Context Engineering

Context engineering is the discipline of designing what goes in the context window — the system prompt, background documents, instructions, tools, and conversation history — to make an LLM behave consistently and correctly across all inputs.

Prompt Engineering vs Context Engineering

Prompt Engineering: How to phrase one query to get a good answer
Context Engineering: How to architect the entire context so the model behaves reliably on every query

The Context Window Budget

Every LLM has a finite context window (measured in tokens). You decide how to spend it:

code

┌─────────────────────────────────────────────────────────────┐
│ Context Window (e.g. 200,000 tokens for Claude)             │
│                                                             │
│  System Prompt         ████████████  ~2,000 tokens          │
│  Tools/Schema          ████████      ~1,500 tokens          │
│  Retrieved Docs (RAG)  ████████████████████  ~50,000        │
│  Conversation History  ████████████  ~20,000 tokens         │
│  Current User Message  ██  ~500 tokens                      │
│  ─────────────────────────────────────────────────────────  │
│  Reserve for Output    ████  ~4,096 tokens                  │
└─────────────────────────────────────────────────────────────┘

Context engineering is about budgeting well — putting the right information in the right position.

System Prompt Design

The system prompt is the most important thing you control. It runs on every request.

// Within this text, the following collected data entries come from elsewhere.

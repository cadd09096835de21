// SPDX-License-Identifier: MPL-2.0
//! Timed rotation transitions for animated value changes.
//!
//! An animation only affects the rendered rotation; the stored value updates
//! immediately when an animated set is requested. Progress is computed from a
//! caller-supplied instant so the interpolation stays testable.

use crate::config::KNOB_ANIMATION_DURATION;
use std::time::{Duration, Instant};

/// An in-flight rotation transition between two dial angles.
#[derive(Debug, Clone, Copy)]
pub struct RotationAnimation {
    from: f32,
    to: f32,
    started: Instant,
    duration: Duration,
}

impl RotationAnimation {
    /// Starts a transition from `from` to `to` radians at `started`.
    #[must_use]
    pub fn new(from: f32, to: f32, started: Instant) -> Self {
        Self {
            from,
            to,
            started,
            duration: KNOB_ANIMATION_DURATION,
        }
    }

    /// Returns the angle to render at `now`.
    #[must_use]
    pub fn angle(&self, now: Instant) -> f32 {
        let elapsed = now.duration_since(self.started).as_secs_f32();
        let progress = (elapsed / self.duration.as_secs_f32()).clamp(0.0, 1.0);
        self.from + (self.to - self.from) * ease_in_out(progress)
    }

    /// Returns the angle the transition settles on.
    #[must_use]
    pub fn target(&self) -> f32 {
        self.to
    }

    /// Returns whether the transition has run its full duration at `now`.
    #[must_use]
    pub fn is_finished(&self, now: Instant) -> bool {
        now.duration_since(self.started) >= self.duration
    }
}

/// Cubic ease-in-out over normalized progress.
fn ease_in_out(t: f32) -> f32 {
    if t < 0.5 {
        4.0 * t * t * t
    } else {
        let u = -2.0 * t + 2.0;
        1.0 - u * u * u / 2.0
    }
}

Anatomy of a Great System Prompt

python

import anthropic

SYSTEM_PROMPT = """# Role
You are TDS Assistant, an expert teaching assistant for the IIT Madras "Tools in Data Science" course.

# Primary Responsibilities
- Answer student questions about course topics: Python, FastAPI, Docker, LLMs, RAG, agents
- Provide working code examples when asked
- Point students to relevant week/lab content when appropriate

# Tone and Style
- Be precise and technical — students are intermediate-to-advanced programmers
- Use concrete examples over abstract explanations
- If you don't know something specific to the course, say so clearly

# Constraints
- Only answer questions relevant to the course topics listed above
- Do not write complete assignments for students — guide them to the answer
- Always test code mentally before sharing it

# Output Format
- For code: use fenced code blocks with the language specified
- For explanations: use headers to organize long answers
- For step-by-step guides: use numbered lists
"""

client = anthropic.Anthropic()

def ask(question: str, history: list = None) -> str:
    messages = history or []
    messages.append({"role": "user", "content": question})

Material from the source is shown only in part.